Pregnancy normally lasts about 40 weeks, and babies born after 37 weeks are considered full term. In the weeks immediately after birth, preemies often have difficulty breathing and digesting food. Some premature infants also encounter longer term challenges such as impaired vision, hearing, and cognitive skills as well as social and behavioral problems.
To examine the romantic prospects of preemies later in life, the researchers reviewed questionnaires completed by people born in Finland between 1985 and 1989. The average age of the study participants was about 23 years.
Overall, 149 participants had been born early preterm (less than 34 weeks gestation), 248 were born late preterm (between 34 and 37 weeks), and 356 were born at full term.
Compared to individuals who were full-term, those born late preterm were 20 percent less likely to have ever lived with a romantic partner and 24 percent less likely to have ever had sex.
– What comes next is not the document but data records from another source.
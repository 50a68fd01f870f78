//! End-to-end codec scenarios over a real socket pair: a hand-rolled
//! client on one end, the server codec on the other.

use std::io::Write;
use std::os::unix::net::UnixStream;

use serde::{Deserialize, Serialize};
use wirebridge_frame::{flags, Frame};
use wirebridge_relay::{Relay, RelayError, StreamRelay};
use wirebridge_rpc::{
    marshal_serde, merge_serde, Body, CodecError, Request, Response, RpcError, ServerCodec,
    WireCodec,
};

#[derive(Debug, Clone, PartialEq, Serialize, Deserialize, Default)]
struct Greeting {
    text: String,
}

impl Body for Greeting {
    fn merge_from(&mut self, codec: WireCodec, body: &[u8]) -> Result<(), CodecError> {
        merge_serde(self, codec, body)
    }

    fn marshal_to(&self, codec: WireCodec, buf: &mut Vec<u8>) -> Result<(), CodecError> {
        marshal_serde(self, codec, buf)
    }
}

#[derive(Clone, PartialEq, prost::Message)]
struct ProtoGreeting {
    #[prost(string, tag = "1")]
    text: String,
}

impl Body for ProtoGreeting {
    fn merge_from(&mut self, codec: WireCodec, body: &[u8]) -> Result<(), CodecError> {
        wirebridge_rpc::merge_proto(self, codec, body)
    }

    fn marshal_to(&self, codec: WireCodec, buf: &mut Vec<u8>) -> Result<(), CodecError> {
        wirebridge_rpc::marshal_proto(self, codec, buf)
    }
}

fn request_frame(seq: u32, method: &str, body: &[u8], flag: u8) -> Frame {
    let mut frame = Frame::new();
    frame.append_options(&[seq, method.len() as u32]);
    frame.or_flags(flag);
    let mut payload = method.as_bytes().to_vec();
    payload.extend_from_slice(body);
    frame.set_payload_length(payload.len() as u32);
    frame.write_payload(&payload);
    frame.write_crc();
    frame
}

fn pair() -> (StreamRelay<UnixStream>, ServerCodec<StreamRelay<UnixStream>>) {
    let (client, server) = UnixStream::pair().unwrap();
    let client = StreamRelay::new(client).unwrap();
    let server = ServerCodec::new(StreamRelay::new(server).unwrap());
    (client, server)
}

#[test]
fn json_ping() {
    let (client, server) = pair();

    // HL = 5 (two options), payload "Svc.Ping" + "\"hi\"" = 12 bytes.
    let frame = request_frame(42, "Svc.Ping", b"\"hi\"", flags::CODEC_JSON);
    assert_eq!(frame.read_hl(), 5);
    assert_eq!(frame.read_payload_length(), 12);
    client.send(&frame).unwrap();

    let mut req = Request::default();
    server.read_request_header(&mut req).unwrap();
    assert_eq!(req.seq, 42);
    assert_eq!(req.method, "Svc.Ping");

    let mut body = String::new();
    server.read_request_body(Some(&mut body)).unwrap();
    assert_eq!(body, "hi");

    let resp = Response {
        seq: 42,
        method: req.method,
        error: None,
    };
    server
        .write_response(&resp, Some(&"hi yourself".to_string()))
        .unwrap();

    let mut answer = Frame::new();
    client.receive(&mut answer).unwrap();
    assert_eq!(answer.read_options(), vec![42, 8]);
    assert_eq!(answer.read_flags(), flags::CODEC_JSON);
    assert_eq!(&answer.payload()[8..], b"\"hi yourself\"");
}

#[test]
fn crc_poisoning_fails_validation() {
    let (client_stream, server_stream) = UnixStream::pair().unwrap();
    let server = ServerCodec::new(StreamRelay::new(server_stream).unwrap());

    let mut frame = request_frame(1, "Svc.Ping", b"\"hi\"", flags::CODEC_JSON);
    // Flip one bit inside the payload-length word, after the CRC was set.
    frame.header_mut()[6] ^= 0x04;
    let mut wire = frame.header().to_vec();
    wire.extend_from_slice(frame.payload());
    let mut client_stream = client_stream;
    client_stream.write_all(&wire).unwrap();
    drop(client_stream);

    let mut req = Request::default();
    let err = server.read_request_header(&mut req).unwrap_err();
    assert!(matches!(
        err,
        RpcError::Relay(RelayError::ValidationFailed(_))
    ));
}

#[test]
fn foreign_pollution_reports_the_diagnostic() {
    let (mut client_stream, server_stream) = UnixStream::pair().unwrap();
    let server = ServerCodec::new(StreamRelay::new(server_stream).unwrap());

    let diagnostic = b"Could not open input file: /x";
    client_stream.write_all(diagnostic).unwrap();
    drop(client_stream);

    let mut req = Request::default();
    let err = server.read_request_header(&mut req).unwrap_err();
    match err {
        RpcError::Relay(RelayError::FileNotFound(text)) => {
            assert_eq!(text.as_bytes(), diagnostic);
        }
        other => panic!("expected FileNotFound, got {other:?}"),
    }
}

#[test]
fn error_response_carries_method_and_text() {
    let (client, server) = pair();

    client
        .send(&request_frame(7, "Svc.Fail", b"null", flags::CODEC_JSON))
        .unwrap();

    let mut req = Request::default();
    server.read_request_header(&mut req).unwrap();
    server.read_request_body::<Greeting>(None).unwrap();

    let resp = Response {
        seq: 7,
        method: req.method,
        error: Some("boom".into()),
    };
    let err = server.write_response::<Greeting>(&resp, None).unwrap_err();
    assert!(matches!(err, RpcError::Service(_)));

    let mut answer = Frame::new();
    client.receive(&mut answer).unwrap();
    assert!(flags::is_error(answer.read_flags()));
    assert_eq!(answer.payload(), b"Svc.Failboom");
}

#[test]
fn codec_memory_overrides_the_bodys_own_leaning() {
    let (client, server) = pair();

    // The request arrives as MessagePack; the response body is a plain
    // serde struct that would happily encode as anything.
    let mut body_bytes = Vec::new();
    Greeting {
        text: "remember me".into(),
    }
    .marshal_to(WireCodec::Msgpack, &mut body_bytes)
    .unwrap();
    client
        .send(&request_frame(3, "Mem.Check", &body_bytes, flags::CODEC_MSGPACK))
        .unwrap();

    let mut req = Request::default();
    server.read_request_header(&mut req).unwrap();
    let mut body = Greeting::default();
    server.read_request_body(Some(&mut body)).unwrap();

    server
        .write_response(
            &Response {
                seq: 3,
                method: req.method,
                error: None,
            },
            Some(&body),
        )
        .unwrap();

    let mut answer = Frame::new();
    client.receive(&mut answer).unwrap();
    assert_eq!(answer.read_flags(), flags::CODEC_MSGPACK);
    let mut round = Greeting::default();
    round
        .merge_from(WireCodec::Msgpack, &answer.payload()[9..])
        .unwrap();
    assert_eq!(round.text, "remember me");
}

#[test]
fn interleaved_responses_resolve_by_sequence() {
    let (client, server) = pair();

    client
        .send(&request_frame(1, "A.One", b"\"one\"", flags::CODEC_JSON))
        .unwrap();
    let proto_body = {
        let mut buf = Vec::new();
        ProtoGreeting { text: "two".into() }
            .marshal_to(WireCodec::Proto, &mut buf)
            .unwrap();
        buf
    };
    client
        .send(&request_frame(2, "B.Two", &proto_body, flags::CODEC_PROTO))
        .unwrap();

    let mut first = Request::default();
    server.read_request_header(&mut first).unwrap();
    let mut one = String::new();
    server.read_request_body(Some(&mut one)).unwrap();

    let mut second = Request::default();
    server.read_request_header(&mut second).unwrap();
    let mut two = ProtoGreeting::default();
    server.read_request_body(Some(&mut two)).unwrap();

    // Respond in reverse order; each answer keeps its own codec.
    server
        .write_response(
            &Response {
                seq: 2,
                method: second.method,
                error: None,
            },
            Some(&two),
        )
        .unwrap();
    server
        .write_response(
            &Response {
                seq: 1,
                method: first.method,
                error: None,
            },
            Some(&one),
        )
        .unwrap();

    let mut answer = Frame::new();
    client.receive(&mut answer).unwrap();
    assert_eq!(answer.read_options()[0], 2);
    assert_eq!(answer.read_flags(), flags::CODEC_PROTO);
    let mut round = ProtoGreeting::default();
    round
        .merge_from(WireCodec::Proto, &answer.payload()[5..])
        .unwrap();
    assert_eq!(round.text, "two");

    client.receive(&mut answer).unwrap();
    assert_eq!(answer.read_options()[0], 1);
    assert_eq!(answer.read_flags(), flags::CODEC_JSON);
    assert_eq!(&answer.payload()[5..], b"\"one\"");
}

#[test]
fn zero_length_body_roundtrip() {
    let (client, server) = pair();

    client
        .send(&request_frame(9, "Svc.Touch", b"", flags::CODEC_JSON))
        .unwrap();

    let mut req = Request::default();
    server.read_request_header(&mut req).unwrap();
    let mut body = Greeting {
        text: "untouched".into(),
    };
    server.read_request_body(Some(&mut body)).unwrap();
    assert_eq!(body.text, "untouched");
}

#[test]
fn responses_from_worker_threads_interleave_with_reads() {
    let (client, server) = pair();
    let server = std::sync::Arc::new(server);

    let mut workers = Vec::new();
    for seq in 0..8u32 {
        client
            .send(&request_frame(seq, "Par.Do", b"\"w\"", flags::CODEC_JSON))
            .unwrap();
    }

    for _ in 0..8 {
        let mut req = Request::default();
        server.read_request_header(&mut req).unwrap();
        let mut body = String::new();
        server.read_request_body(Some(&mut body)).unwrap();

        let server = server.clone();
        workers.push(std::thread::spawn(move || {
            let resp = Response {
                seq: req.seq,
                method: req.method,
                error: None,
            };
            server.write_response(&resp, Some(&body)).unwrap();
        }));
    }
    for worker in workers {
        worker.join().unwrap();
    }

    let mut seen = std::collections::HashSet::new();
    let mut answer = Frame::new();
    for _ in 0..8 {
        client.receive(&mut answer).unwrap();
        assert_eq!(answer.read_flags(), flags::CODEC_JSON);
        seen.insert(answer.read_options()[0]);
    }
    assert_eq!(seen.len(), 8);
}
The findings were similar for people born early term, though after taking other variables into account, the difference wasn’t statistically significant.
The researchers also saw that fewer of those born early had ever moved out of their parents’ house, but that difference too was no longer statistically significant after adjusting for other factors.
Asked to rate their sexual attractiveness on a scale of zero to 10, preemies on average gave themselves a lower score. With 10 being the sexiest, full-term participants rated themselves a 6.9 on average, compared with 6.5 for late preterm individuals and 6.2 for early preterm.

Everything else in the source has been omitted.